EXERCISE INSTRUCTIONS: Using the records below, quote only the span that opens with the line containing "pub use memory::MemoryStore;" and closes with the line containing "pub trait OrderStore: Send", exactly and inclusively.

[Data excerpts]
********************
use std::env;

use crate::env_or;

#[derive(Clone, Debug)]
pub struct JwtConfig {
    pub secret: String,
    /// Token lifetime in seconds.
    pub access_token_expiry: i64,
}

impl JwtConfig {
    pub fn from_env() -> Self {
        Self {
            secret: env::var("JWT_SECRET")
                .unwrap_or_else(|_| "your-secret-key-change-in-production".to_string()),
            access_token_expiry: env_or("JWT_EXPIRATION", 86400), // 24 hours
        }
    }

    pub fn new(secret: impl Into<String>, access_token_expiry: i64) -> Self {
        Self {
            secret: secret.into(),
            access_token_expiry,
        }
    }
}
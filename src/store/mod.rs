//! Persistence collaborators.
//!
//! Handlers and services only see these traits. [`PgStore`] backs them with
//! PostgreSQL; [`MemoryStore`] keeps everything in process for demos and
//! tests.
//!
//! Order placement runs through a [`PlacementTx`]: the stock rows it reads are
//! locked until the unit of work commits or is dropped, and dropping it
//! without calling [`PlacementTx::commit`] discards every staged change.

use async_trait::async_trait;

use bookstore_models::{
    BookId, NewOrder, NewUser, Order, OrderId, OrderStatus, StockItem, UserId, UserRecord,
};

pub mod memory;
pub mod postgres;

pub use memory::MemoryStore;
pub use postgres::PgStore;

#[derive(Debug, thiserror::Error)]
pub enum StoreError {
    /// A unique column already holds the value (`username`, `email`).
    #[error("{0} already exists")]
    Duplicate(&'static str),
    #[error("book {0} was not locked by this reservation")]
    NotLocked(BookId),
    #[error("stock for book {0} would become negative")]
    StockUnderflow(BookId),
    #[error("database error")]
    Database(#[from] sqlx::Error),
}

#[async_trait]
pub trait UserDirectory: Send + Sync {
    async fn find_by_username(&self, username: &str) -> Result<Option<UserRecord>, StoreError>;

    async fn username_exists(&self, username: &str) -> Result<bool, StoreError>;

    async fn email_exists(&self, email: &str) -> Result<bool, StoreError>;

    /// Inserts a user, failing with [`StoreError::Duplicate`] on a taken
    /// username or email.
    async fn create_user(&self, user: NewUser) -> Result<UserRecord, StoreError>;
}

#[async_trait]
pub trait InventoryLedger: Send + Sync {
    /// Current stock row for a book, read without locking.
    async fn get(&self, book_id: BookId) -> Result<Option<StockItem>, StoreError>;

    /// Opens the unit of work used to reserve stock and record an order.
    async fn begin_reservation(&self) -> Result<Box<dyn PlacementTx>, StoreError>;
}

/// One atomic stock reservation plus order insert.
#[async_trait]
pub trait PlacementTx: Send {
    /// Locks the stock rows for `book_ids` (sorted ascending, no duplicates)
    /// and returns those that exist. Missing books are simply absent.
    async fn lock_stock(&mut self, book_ids: &[BookId]) -> Result<Vec<StockItem>, StoreError>;

    /// Decrements the stock of a locked book.
    async fn reserve(&mut self, book_id: BookId, quantity: i32) -> Result<(), StoreError>;

    async fn insert_order(&mut self, order: NewOrder) -> Result<Order, StoreError>;

    async fn commit(self: Box<Self>) -> Result<(), StoreError>;
}

#[async_trait]
pub trait OrderStore: Send + Sync {
    async fn find_by_id(&self, id: OrderId) -> Result<Option<Order>, StoreError>;

    /// Orders placed by `owner`, newest first.
    async fn find_by_owner(&self, owner: UserId) -> Result<Vec<Order>, StoreError>;

    /// Every order, newest first.
    async fn find_all(&self) -> Result<Vec<Order>, StoreError>;

    /// Sets the status of an order, returning the updated order or `None`
    /// when it does not exist.
    async fn update_status(
        &self,
        id: OrderId,
        status: OrderStatus,
    ) -> Result<Option<Order>, StoreError>;
}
********************
SOLUTION TO THE EXERCISE:
pub use memory::MemoryStore;
pub use postgres::PgStore;

#[derive(Debug, thiserror::Error)]
pub enum StoreError {
    /// A unique column already holds the value (`username`, `email`).
    #[error("{0} already exists")]
    Duplicate(&'static str),
    #[error("book {0} was not locked by this reservation")]
    NotLocked(BookId),
    #[error("stock for book {0} would become negative")]
    StockUnderflow(BookId),
    #[error("database error")]
    Database(#[from] sqlx::Error),
}

#[async_trait]
pub trait UserDirectory: Send + Sync {
    async fn find_by_username(&self, username: &str) -> Result<Option<UserRecord>, StoreError>;

    async fn username_exists(&self, username: &str) -> Result<bool, StoreError>;

    async fn email_exists(&self, email: &str) -> Result<bool, StoreError>;

    /// Inserts a user, failing with [`StoreError::Duplicate`] on a taken
    /// username or email.
    async fn create_user(&self, user: NewUser) -> Result<UserRecord, StoreError>;
}

#[async_trait]
pub trait InventoryLedger: Send + Sync {
    /// Current stock row for a book, read without locking.
    async fn get(&self, book_id: BookId) -> Result<Option<StockItem>, StoreError>;

    /// Opens the unit of work used to reserve stock and record an order.
    async fn begin_reservation(&self) -> Result<Box<dyn PlacementTx>, StoreError>;
}

/// One atomic stock reservation plus order insert.
#[async_trait]
pub trait PlacementTx: Send {
    /// Locks the stock rows for `book_ids` (sorted ascending, no duplicates)
    /// and returns those that exist. Missing books are simply absent.
    async fn lock_stock(&mut self, book_ids: &[BookId]) -> Result<Vec<StockItem>, StoreError>;

    /// Decrements the stock of a locked book.
    async fn reserve(&mut self, book_id: BookId, quantity: i32) -> Result<(), StoreError>;

    async fn insert_order(&mut self, order: NewOrder) -> Result<Order, StoreError>;

    async fn commit(self: Box<Self>) -> Result<(), StoreError>;
}

#[async_trait]
pub trait OrderStore: Send + Sync {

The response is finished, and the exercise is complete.